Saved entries

//! Contact Message Handlers

use chrono::{DateTime, NaiveDate, NaiveDateTime, Utc};

use crate::api::ContactService;
use crate::error::FormError;
use crate::models::{ContactMessage, MessageDraft};
use crate::session::TokenStore;
use crate::validation::{is_valid_email, require};

use super::{reject, require_token};

/// Accepts RFC 3339, `YYYY-MM-DD HH:MM:SS` and plain dates
fn parse_date(raw: &str) -> Option<DateTime<Utc>> {
    if let Ok(dt) = DateTime::parse_from_rfc3339(raw) {
        return Some(dt.with_timezone(&Utc));
    }
    if let Ok(dt) = NaiveDateTime::parse_from_str(raw, "%Y-%m-%d %H:%M:%S") {
        return Some(dt.and_utc());
    }
    NaiveDate::parse_from_str(raw, "%Y-%m-%d")
        .ok()
        .and_then(|d| d.and_hms_opt(0, 0, 0))
        .map(|dt| dt.and_utc())
}

/// Newest first; unparseable dates sink to the bottom
pub fn sort_newest_first(messages: &mut [ContactMessage]) {
    messages.sort_by(|a, b| parse_date(&b.date).cmp(&parse_date(&a.date)));
}

pub async fn load_messages(contact: &ContactService, tokens: &dyn TokenStore) -> Result<Vec<ContactMessage>, FormError> {
    let token = require_token(tokens)?;
    let mut messages = contact
        .list_messages(&token)
        .await
        .map_err(|e| reject(tokens, e, "Unknown error while retrieving the messages"))?;
    sort_newest_first(&mut messages);
    Ok(messages)
}

/// Fetch a message and mark it read on the server if it was not
pub async fn open_message(contact: &ContactService, tokens: &dyn TokenStore, id: u32) -> Result<ContactMessage, FormError> {
    let token = require_token(tokens)?;
    let message = contact
        .get_message(&token, id)
        .await
        .map_err(|e| reject(tokens, e, "Unknown error while retrieving the message"))?;
    if message.read {
        return Ok(message);
    }
    match contact.mark_read(&token, &message).await {
        Ok(stored) => Ok(stored),
        Err(err) if err.is_unauthorized() => Err(reject(tokens, err, "")),
        Err(err) => {
            log::error!("could not mark message {id} as read: {err}");
            Ok(message)
        }
    }
}

/// Public contact form
pub async fn send_message(contact: &ContactService, draft: &MessageDraft) -> Result<(), FormError> {
    require("subject", &draft.subject)?;
    require("message", &draft.message)?;
    require("reply", &draft.reply)?;
    if !is_valid_email(&draft.reply) {
        return Err(FormError::Invalid("Invalid reply address".to_string()));
    }
    contact
        .send_message(draft)
        .await
        .map_err(|e| FormError::from_api(e, "Unknown error while sending the message"))
}

#[cfg(test)]
mod tests {
    use super::*;
    use crate::api::testing::MockTransport;
    use crate::api::Method;
    use crate::session::MemoryTokenStore;
    use futures::executor::block_on;
    use serde_json::json;

    fn message(id: u32, date: &str, read: bool) -> serde_json::Value {
        json!({ "id": id, "subject": "s", "message": "m", "reply": "r@x.io", "date": date, "read": read })
    }

    #[test]
    fn test_messages_sorted_newest_first() {
        let mock = MockTransport::new();
        mock.respond_json(json!([
            message(1, "2023-01-05", true),
            message(2, "garbage", false),
            message(3, "2024-02-01T08:30:00Z", false),
            message(4, "2023-06-01 12:00:00", true)
        ]));
        let contact = ContactService::new(mock.shared(), "http://api");

        let messages = block_on(load_messages(&contact, &MemoryTokenStore::with_token("jwt"))).unwrap();
        let ids: Vec<u32> = messages.iter().map(|m| m.id).collect();
        assert_eq!(ids, [3, 4, 1, 2]);
    }

    #[test]
    fn test_open_unread_marks_read() {
        let mock = MockTransport::new();
        mock.respond_json(message(7, "2024-01-01", false));
        mock.respond_json(message(7, "2024-01-01", true));
        let contact = ContactService::new(mock.shared(), "http://api");

        let opened = block_on(open_message(&contact, &MemoryTokenStore::with_token("jwt"), 7)).unwrap();
        assert!(opened.read);
        assert_eq!(mock.request_count(), 2);
        assert_eq!(mock.last().method, Method::Put);
    }

    #[test]
    fn test_open_read_message_makes_one_call() {
        let mock = MockTransport::new();
        mock.respond_json(message(7, "2024-01-01", true));
        let contact = ContactService::new(mock.shared(), "http://api");

        block_on(open_message(&contact, &MemoryTokenStore::with_token("jwt"), 7)).unwrap();
        assert_eq!(mock.request_count(), 1);
    }

    #[test]
    fn test_send_message_validation() {
        let mock = MockTransport::new();
        let contact = ContactService::new(mock.shared(), "http://api");
        let mut draft = MessageDraft { subject: "Hi".into(), message: "Hello".into(), reply: "nope".into() };

        assert_eq!(
            block_on(send_message(&contact, &draft)),
            Err(FormError::Invalid("Invalid reply address".into()))
        );
        assert_eq!(mock.request_count(), 0);

        draft.reply = "me@example.com".into();
        assert_eq!(block_on(send_message(&contact, &draft)), Ok(()));
        assert_eq!(mock.request_count(), 1);
    }
}
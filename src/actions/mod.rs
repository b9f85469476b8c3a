//! Form Handlers
//!
//! Validate input, pick the session token, call a REST wrapper and turn the
//! result into either a route to follow or a message to show. Views only
//! wire these to signals and navigation.

mod information;
mod items;
mod messages;
mod session;
mod users;

pub use information::{load_journey, load_titles, update_titles};
pub use items::{create_item, delete_item, lookup_item, update_item, EditTarget, Validate};
pub use messages::{load_messages, open_message, send_message};
pub use session::{guard, login, logout};
pub use users::{create_user, delete_user, edit_user, list_users, update_user};

use crate::error::{ApiError, FormError};
use crate::session::TokenStore;

/// Token for an authenticated call, or a redirect to login
fn require_token(tokens: &dyn TokenStore) -> Result<String, FormError> {
    tokens.get().ok_or_else(|| {
        log::warn!("no session token, redirecting to login");
        FormError::Unauthenticated
    })
}

/// Map a REST failure, dropping the token if the server rejected it
fn reject(tokens: &dyn TokenStore, err: ApiError, fallback: &str) -> FormError {
    if err.is_unauthorized() {
        tokens.clear();
    }
    FormError::from_api(err, fallback)
}
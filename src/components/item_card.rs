//! Item Card Component
//!
//! Card used by the public work, about and contact lists.

use leptos::prelude::*;

/// Optional image of a card, with its alt text
fn card_image(uri: Option<String>, alt: Option<String>) -> impl IntoView {
    uri.map(|src| {
        let alt = alt.unwrap_or_default();
        view! { <img class="card-img" src=src alt=alt /> }
    })
}

#[component]
pub fn ItemCard(
    #[prop(into)] title: String,
    subtitle: Option<String>,
    body: Option<String>,
    image_uri: Option<String>,
    image_alt: Option<String>,
    /// (label, href) pairs; empty hrefs are skipped
    links: Vec<(&'static str, Option<String>)>,
    #[prop(optional, into)] selected: Signal<bool>,
    #[prop(optional, into)] on_select: Option<Callback<()>>,
) -> impl IntoView {
    let class = move || if selected.get() { "card selected" } else { "card" };

    view! {
        <article
            class=class
            on:click=move |_| {
                if let Some(on_select) = on_select {
                    on_select.run(());
                }
            }
        >
            {card_image(image_uri, image_alt)}
            <div class="card-body">
                <h3 class="card-title">{title}</h3>
                {subtitle.map(|text| view! { <p class="card-subtitle">{text}</p> })}
                {body.map(|text| view! { <p class="card-text">{text}</p> })}
                <div class="card-links">
                    {links.into_iter()
                        .filter_map(|(label, href)| href.filter(|h| !h.is_empty()).map(|href| (label, href)))
                        .map(|(label, href)| view! {
                            <a href=href target="_blank" rel="noopener">{label}</a>
                        })
                        .collect_view()}
                </div>
            </div>
        </article>
    }
}
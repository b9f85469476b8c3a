//! About Item Service
//!
//! `/about_item`: knowledge, badge and certificate entries.

use std::sync::Arc;

use async_trait::async_trait;
use serde::Serialize;

use super::{ApiClient, HttpTransport, ItemApi, ListCache, Method, WithId};
use crate::error::ApiError;
use crate::models::{non_empty, AboutDraft, AboutItem};

#[derive(Debug, Serialize)]
pub struct AboutItemArgs<'a> {
    pub item_type: u8,
    pub name: &'a str,
    pub date: &'a str,
    pub description: &'a str,
    pub link: Option<&'a str>,
    pub image_uri: Option<&'a str>,
    pub image_alt: Option<&'a str>,
}

impl<'a> From<&'a AboutDraft> for AboutItemArgs<'a> {
    fn from(draft: &'a AboutDraft) -> Self {
        Self {
            item_type: draft.kind.code(),
            name: &draft.name,
            date: &draft.date,
            description: &draft.description,
            link: non_empty(&draft.link),
            image_uri: non_empty(&draft.image_uri),
            image_alt: non_empty(&draft.image_alt),
        }
    }
}

#[derive(Clone)]
pub struct AboutService {
    client: ApiClient,
    cache: ListCache<AboutItem>,
}

impl AboutService {
    pub fn new(transport: Arc<dyn HttpTransport>, base_url: &str) -> Self {
        Self {
            client: ApiClient::new(transport, base_url, "/about_item"),
            cache: ListCache::new(),
        }
    }

    pub fn cache(&self) -> &ListCache<AboutItem> {
        &self.cache
    }
}

#[async_trait(?Send)]
impl ItemApi for AboutService {
    type Item = AboutItem;
    type Draft = AboutDraft;

    async fn list(&self) -> Result<Vec<AboutItem>, ApiError> {
        if let Some(items) = self.cache.get() {
            return Ok(items);
        }
        let items: Vec<AboutItem> = self.client.get(self.client.url(""), None).await?;
        self.cache.store(items.clone());
        Ok(items)
    }

    async fn get(&self, id: u32) -> Result<AboutItem, ApiError> {
        self.client.get(self.client.url(&format!("/{id}")), None).await
    }

    async fn create(&self, token: &str, draft: &AboutDraft) -> Result<AboutItem, ApiError> {
        let args = AboutItemArgs::from(draft);
        let item = self.client.send_json(Method::Post, self.client.url("/add"), token, &args).await?;
        self.cache.invalidate();
        Ok(item)
    }

    async fn update(&self, token: &str, id: u32, draft: &AboutDraft) -> Result<AboutItem, ApiError> {
        let args = WithId { id, fields: AboutItemArgs::from(draft) };
        let item = self.client.send_json(Method::Put, self.client.url("/update"), token, &args).await?;
        self.cache.invalidate();
        Ok(item)
    }

    async fn delete(&self, token: &str, id: u32) -> Result<(), ApiError> {
        self.client
            .send_empty(Method::Delete, self.client.url(&format!("/delete/{id}")), token)
            .await?;
        self.cache.invalidate();
        Ok(())
    }
}

#[cfg(test)]
mod tests {
    use super::*;
    use crate::api::testing::MockTransport;
    use crate::models::AboutKind;
    use futures::executor::block_on;
    use serde_json::json;

    #[test]
    fn test_create_sends_type_code() {
        let mock = MockTransport::new();
        mock.respond_json(json!({
            "id": 1, "item_type": 2, "name": "Rust", "date": "2024", "description": "d",
            "link": null, "image_uri": null, "image_alt": null
        }));
        let service = AboutService::new(mock.shared(), "http://api");
        let draft = AboutDraft {
            kind: AboutKind::Badge,
            name: "Rust".into(),
            date: "2024".into(),
            description: "d".into(),
            ..Default::default()
        };

        let created = block_on(service.create("jwt", &draft)).unwrap();
        assert_eq!(created.kind(), Some(AboutKind::Badge));

        let req = mock.last();
        assert_eq!(req.url, "http://api/about_item/add");
        assert_eq!(
            req.body,
            Some(json!({
                "item_type": 2, "name": "Rust", "date": "2024", "description": "d",
                "link": null, "image_uri": null, "image_alt": null
            }))
        );
    }

    #[test]
    fn test_list_is_cached() {
        let mock = MockTransport::new();
        mock.respond_json(json!([]));
        let service = AboutService::new(mock.shared(), "http://api");

        block_on(service.list()).unwrap();
        block_on(service.list()).unwrap();
        assert_eq!(mock.request_count(), 1);
        assert_eq!(mock.last().url, "http://api/about_item");
    }
}
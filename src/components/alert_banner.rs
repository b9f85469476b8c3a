//! Alert Banner Component

use leptos::prelude::*;

use crate::context::use_app;

/// Renders the context's current alert, if any
#[component]
pub fn AlertBanner() -> impl IntoView {
    let ctx = use_app();

    move || {
        ctx.alert.get().map(|alert| {
            let class = alert.class();
            view! {
                <div class=class role="alert">
                    <span>{alert.text}</span>
                    <button type="button" class="alert-close" on:click=move |_| ctx.dismiss_alert()>"×"</button>
                </div>
            }
        })
    }
}
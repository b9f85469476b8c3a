//! Contact Service
//!
//! `/contact_item` for the public contact links and `/contact_message` for
//! messages left through the contact form.

use std::sync::Arc;

use async_trait::async_trait;
use serde::Serialize;

use super::{ApiClient, HttpTransport, ItemApi, ListCache, Method, WithId};
use crate::error::ApiError;
use crate::models::{non_empty, ContactDraft, ContactItem, ContactMessage, MessageDraft};

#[derive(Debug, Serialize)]
pub struct ContactItemArgs<'a> {
    pub name: &'a str,
    pub account: &'a str,
    pub link: Option<&'a str>,
    pub image_uri: Option<&'a str>,
    pub image_alt: Option<&'a str>,
}

impl<'a> From<&'a ContactDraft> for ContactItemArgs<'a> {
    fn from(draft: &'a ContactDraft) -> Self {
        Self {
            name: &draft.name,
            account: &draft.account,
            link: non_empty(&draft.link),
            image_uri: non_empty(&draft.image_uri),
            image_alt: non_empty(&draft.image_alt),
        }
    }
}

#[derive(Debug, Serialize)]
pub struct MessageArgs<'a> {
    pub subject: &'a str,
    pub message: &'a str,
    pub reply: &'a str,
}

#[derive(Clone)]
pub struct ContactService {
    items: ApiClient,
    messages: ApiClient,
    cache: ListCache<ContactItem>,
}

impl ContactService {
    pub fn new(transport: Arc<dyn HttpTransport>, base_url: &str) -> Self {
        Self {
            items: ApiClient::new(transport.clone(), base_url, "/contact_item"),
            messages: ApiClient::new(transport, base_url, "/contact_message"),
            cache: ListCache::new(),
        }
    }

    pub fn cache(&self) -> &ListCache<ContactItem> {
        &self.cache
    }

    // ========================
    // Messages
    // ========================

    pub async fn list_messages(&self, token: &str) -> Result<Vec<ContactMessage>, ApiError> {
        self.messages.get(self.messages.url(""), Some(token)).await
    }

    pub async fn get_message(&self, token: &str, id: u32) -> Result<ContactMessage, ApiError> {
        self.messages.get(self.messages.url(&format!("/{id}")), Some(token)).await
    }

    /// Store the message with `read` set
    pub async fn mark_read(&self, token: &str, message: &ContactMessage) -> Result<ContactMessage, ApiError> {
        let read = ContactMessage { read: true, ..message.clone() };
        self.messages
            .send_json(Method::Put, self.messages.url("/update"), token, &read)
            .await
    }

    /// Public contact form; no token needed
    pub async fn send_message(&self, draft: &MessageDraft) -> Result<(), ApiError> {
        let args = MessageArgs {
            subject: &draft.subject,
            message: &draft.message,
            reply: &draft.reply,
        };
        let body = serde_json::to_value(&args).map_err(|e| ApiError::Decode(e.to_string()))?;
        self.messages
            .execute(Method::Post, self.messages.url("/add"), None, Some(body))
            .await
            .map(|_| ())
    }
}

#[async_trait(?Send)]
impl ItemApi for ContactService {
    type Item = ContactItem;
    type Draft = ContactDraft;

    async fn list(&self) -> Result<Vec<ContactItem>, ApiError> {
        if let Some(items) = self.cache.get() {
            return Ok(items);
        }
        let items: Vec<ContactItem> = self.items.get(self.items.url(""), None).await?;
        self.cache.store(items.clone());
        Ok(items)
    }

    async fn get(&self, id: u32) -> Result<ContactItem, ApiError> {
        self.items.get(self.items.url(&format!("/{id}")), None).await
    }

    async fn create(&self, token: &str, draft: &ContactDraft) -> Result<ContactItem, ApiError> {
        let args = ContactItemArgs::from(draft);
        let item = self.items.send_json(Method::Post, self.items.url("/add"), token, &args).await?;
        self.cache.invalidate();
        Ok(item)
    }

    async fn update(&self, token: &str, id: u32, draft: &ContactDraft) -> Result<ContactItem, ApiError> {
        let args = WithId { id, fields: ContactItemArgs::from(draft) };
        let item = self.items.send_json(Method::Put, self.items.url("/update"), token, &args).await?;
        self.cache.invalidate();
        Ok(item)
    }

    async fn delete(&self, token: &str, id: u32) -> Result<(), ApiError> {
        self.items
            .send_empty(Method::Delete, self.items.url(&format!("/delete/{id}")), token)
            .await?;
        self.cache.invalidate();
        Ok(())
    }
}

#[cfg(test)]
mod tests {
    use super::*;
    use crate::api::testing::MockTransport;
    use futures::executor::block_on;
    use serde_json::json;

    fn message_json(id: u32, read: bool) -> serde_json::Value {
        json!({
            "id": id, "subject": "Hello", "message": "Hi there", "reply": "a@b.io",
            "date": "2024-03-01T10:00:00Z", "read": read
        })
    }

    #[test]
    fn test_create_item_with_null_optionals() {
        let mock = MockTransport::new();
        mock.respond_json(json!({
            "id": 1, "name": "GitHub", "account": "me", "link": null, "image_uri": null, "image_alt": null
        }));
        let service = ContactService::new(mock.shared(), "http://api");
        let draft = ContactDraft { name: "GitHub".into(), account: "me".into(), ..Default::default() };

        block_on(service.create("jwt", &draft)).unwrap();
        let req = mock.last();
        assert_eq!(req.url, "http://api/contact_item/add");
        assert_eq!(
            req.body,
            Some(json!({ "name": "GitHub", "account": "me", "link": null, "image_uri": null, "image_alt": null }))
        );
    }

    #[test]
    fn test_messages_require_token() {
        let mock = MockTransport::new();
        mock.respond_json(json!([message_json(1, false)]));
        let service = ContactService::new(mock.shared(), "http://api");

        let messages = block_on(service.list_messages("jwt")).unwrap();
        assert_eq!(messages.len(), 1);
        assert_eq!(mock.last().url, "http://api/contact_message");
        assert_eq!(mock.last().authorization.as_deref(), Some("Bearer jwt"));
    }

    #[test]
    fn test_mark_read_puts_message() {
        let mock = MockTransport::new();
        mock.respond_json(message_json(5, true));
        let service = ContactService::new(mock.shared(), "http://api");
        let message: ContactMessage = serde_json::from_value(message_json(5, false)).unwrap();

        let stored = block_on(service.mark_read("jwt", &message)).unwrap();
        assert!(stored.read);
        let req = mock.last();
        assert_eq!(req.method, Method::Put);
        assert_eq!(req.url, "http://api/contact_message/update");
        assert_eq!(req.body.unwrap()["read"], json!(true));
    }

    #[test]
    fn test_send_message_is_anonymous() {
        let mock = MockTransport::new();
        let service = ContactService::new(mock.shared(), "http://api");
        let draft = MessageDraft { subject: "Hi".into(), message: "Hello".into(), reply: "a@b.io".into() };

        block_on(service.send_message(&draft)).unwrap();
        let req = mock.last();
        assert_eq!(req.method, Method::Post);
        assert_eq!(req.url, "http://api/contact_message/add");
        assert_eq!(req.authorization, None);
    }
}
//! UI Components
//!
//! Reusable Leptos components.

mod alert_banner;
mod delete_confirm_button;
mod field;
mod item_card;
mod method_selector;
mod nav_bar;
mod page_arrows;
mod section_panel;

pub use alert_banner::AlertBanner;
pub use delete_confirm_button::DeleteConfirmButton;
pub use field::{DraftField, FieldMessage, TextField};
pub use item_card::ItemCard;
pub use method_selector::{AdminMethod, MethodSelector, CONTACT_METHODS, ITEM_METHODS};
pub use nav_bar::NavBar;
pub use page_arrows::PageArrows;
pub use section_panel::SectionPanel;
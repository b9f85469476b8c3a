//! Frontend Models
//!
//! Data structures matching the API's resources, plus the owned form drafts
//! the admin views edit.

use serde::{Deserialize, Serialize};

/// Row of the site information table
#[derive(Debug, Clone, PartialEq, Serialize, Deserialize)]
pub struct InfoEntry {
    pub id: u32,
    pub name: String,
    pub information: String,
}

/// Well-known information rows
pub const INFO_INDEX_TITLES: &str = "index_titles";
pub const INFO_JOURNEY: &str = "journey";

/// Find an information row by name, skipping empty ones
pub fn find_info<'a>(entries: &'a [InfoEntry], name: &str) -> Option<&'a InfoEntry> {
    entries
        .iter()
        .find(|entry| entry.name == name && !entry.information.is_empty())
}

/// Portfolio project (matches backend)
#[derive(Debug, Clone, PartialEq, Serialize, Deserialize)]
pub struct WorkItem {
    pub id: u32,
    pub name: String,
    pub date: String,
    pub technologies: String,
    pub description: String,
    pub code_uri: Option<String>,
    pub live_uri: Option<String>,
    pub image_uri: Option<String>,
    pub image_alt: Option<String>,
}

/// About page category
#[derive(Debug, Clone, Copy, PartialEq, Eq, Hash, Default)]
pub enum AboutKind {
    #[default]
    Knowledge,
    Badge,
    Certificate,
}

impl AboutKind {
    pub const ALL: [AboutKind; 3] = [AboutKind::Knowledge, AboutKind::Badge, AboutKind::Certificate];

    pub fn from_code(code: u8) -> Option<Self> {
        match code {
            1 => Some(AboutKind::Knowledge),
            2 => Some(AboutKind::Badge),
            3 => Some(AboutKind::Certificate),
            _ => None,
        }
    }

    pub fn code(self) -> u8 {
        match self {
            AboutKind::Knowledge => 1,
            AboutKind::Badge => 2,
            AboutKind::Certificate => 3,
        }
    }

    pub fn label(self) -> &'static str {
        match self {
            AboutKind::Knowledge => "Knowledge",
            AboutKind::Badge => "Badges",
            AboutKind::Certificate => "Certificates",
        }
    }
}

/// About page entry (matches backend)
#[derive(Debug, Clone, PartialEq, Serialize, Deserialize)]
pub struct AboutItem {
    pub id: u32,
    pub item_type: u8,
    pub name: String,
    pub date: String,
    pub description: String,
    pub link: Option<String>,
    pub image_uri: Option<String>,
    pub image_alt: Option<String>,
}

impl AboutItem {
    pub fn kind(&self) -> Option<AboutKind> {
        AboutKind::from_code(self.item_type)
    }
}

/// Contact link (matches backend)
#[derive(Debug, Clone, PartialEq, Serialize, Deserialize)]
pub struct ContactItem {
    pub id: u32,
    pub name: String,
    pub account: String,
    pub link: Option<String>,
    pub image_uri: Option<String>,
    pub image_alt: Option<String>,
}

/// Message left through the public contact form
#[derive(Debug, Clone, PartialEq, Serialize, Deserialize)]
pub struct ContactMessage {
    pub id: u32,
    pub subject: String,
    #[serde(default)]
    pub message: String,
    #[serde(default)]
    pub reply: String,
    pub date: String,
    pub read: bool,
}

/// Admin account (matches backend)
#[derive(Debug, Clone, PartialEq, Serialize, Deserialize)]
pub struct User {
    pub id: u32,
    pub name: String,
    pub email: String,
    #[serde(default)]
    pub password: Option<String>,
}

// ========================
// Form Drafts
// ========================

/// `None` for an empty form field
pub fn non_empty(value: &str) -> Option<&str> {
    if value.is_empty() { None } else { Some(value) }
}

#[derive(Debug, Clone, Default, PartialEq, Eq)]
pub struct WorkDraft {
    pub name: String,
    pub date: String,
    pub technologies: String,
    pub description: String,
    pub code_uri: String,
    pub live_uri: String,
    pub image_uri: String,
    pub image_alt: String,
}

impl From<&WorkItem> for WorkDraft {
    fn from(item: &WorkItem) -> Self {
        Self {
            name: item.name.clone(),
            date: item.date.clone(),
            technologies: item.technologies.clone(),
            description: item.description.clone(),
            code_uri: item.code_uri.clone().unwrap_or_default(),
            live_uri: item.live_uri.clone().unwrap_or_default(),
            image_uri: item.image_uri.clone().unwrap_or_default(),
            image_alt: item.image_alt.clone().unwrap_or_default(),
        }
    }
}

#[derive(Debug, Clone, Default, PartialEq, Eq)]
pub struct AboutDraft {
    pub kind: AboutKind,
    pub name: String,
    pub date: String,
    pub description: String,
    pub link: String,
    pub image_uri: String,
    pub image_alt: String,
}

impl From<&AboutItem> for AboutDraft {
    fn from(item: &AboutItem) -> Self {
        Self {
            kind: item.kind().unwrap_or_default(),
            name: item.name.clone(),
            date: item.date.clone(),
            description: item.description.clone(),
            link: item.link.clone().unwrap_or_default(),
            image_uri: item.image_uri.clone().unwrap_or_default(),
            image_alt: item.image_alt.clone().unwrap_or_default(),
        }
    }
}

#[derive(Debug, Clone, Default, PartialEq, Eq)]
pub struct ContactDraft {
    pub name: String,
    pub account: String,
    pub link: String,
    pub image_uri: String,
    pub image_alt: String,
}

impl From<&ContactItem> for ContactDraft {
    fn from(item: &ContactItem) -> Self {
        Self {
            name: item.name.clone(),
            account: item.account.clone(),
            link: item.link.clone().unwrap_or_default(),
            image_uri: item.image_uri.clone().unwrap_or_default(),
            image_alt: item.image_alt.clone().unwrap_or_default(),
        }
    }
}

#[derive(Debug, Clone, Default, PartialEq, Eq)]
pub struct UserDraft {
    pub name: String,
    pub email: String,
    pub password: String,
}

#[derive(Debug, Clone, Default, PartialEq, Eq)]
pub struct MessageDraft {
    pub subject: String,
    pub message: String,
    pub reply: String,
}

#[cfg(test)]
mod tests {
    use super::*;

    #[test]
    fn test_about_kind_codes() {
        for kind in AboutKind::ALL {
            assert_eq!(AboutKind::from_code(kind.code()), Some(kind));
        }
        assert_eq!(AboutKind::from_code(0), None);
        assert_eq!(AboutKind::from_code(4), None);
    }

    #[test]
    fn test_work_item_null_optionals_deserialize() {
        let json = r#"{"id":3,"name":"Site","date":"2023","technologies":"Rust","description":"d",
            "code_uri":null,"live_uri":null,"image_uri":null,"image_alt":null}"#;
        let item: WorkItem = serde_json::from_str(json).unwrap();
        assert_eq!(item.code_uri, None);
        assert_eq!(WorkDraft::from(&item).code_uri, "");
    }

    #[test]
    fn test_find_info_skips_empty_rows() {
        let entries = vec![
            InfoEntry { id: 1, name: INFO_JOURNEY.into(), information: String::new() },
            InfoEntry { id: 2, name: INFO_JOURNEY.into(), information: "Started in 2019".into() },
        ];
        assert_eq!(find_info(&entries, INFO_JOURNEY).map(|e| e.id), Some(2));
        assert!(find_info(&entries, INFO_INDEX_TITLES).is_none());
    }
}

*Your instructions*. Lines that contain "server" should be pulled from the entries above and reported.

*Answer for the task*.
/// Fetch a message and mark it read on the server if it was not
/// Map a REST failure, dropping the token if the server rejected it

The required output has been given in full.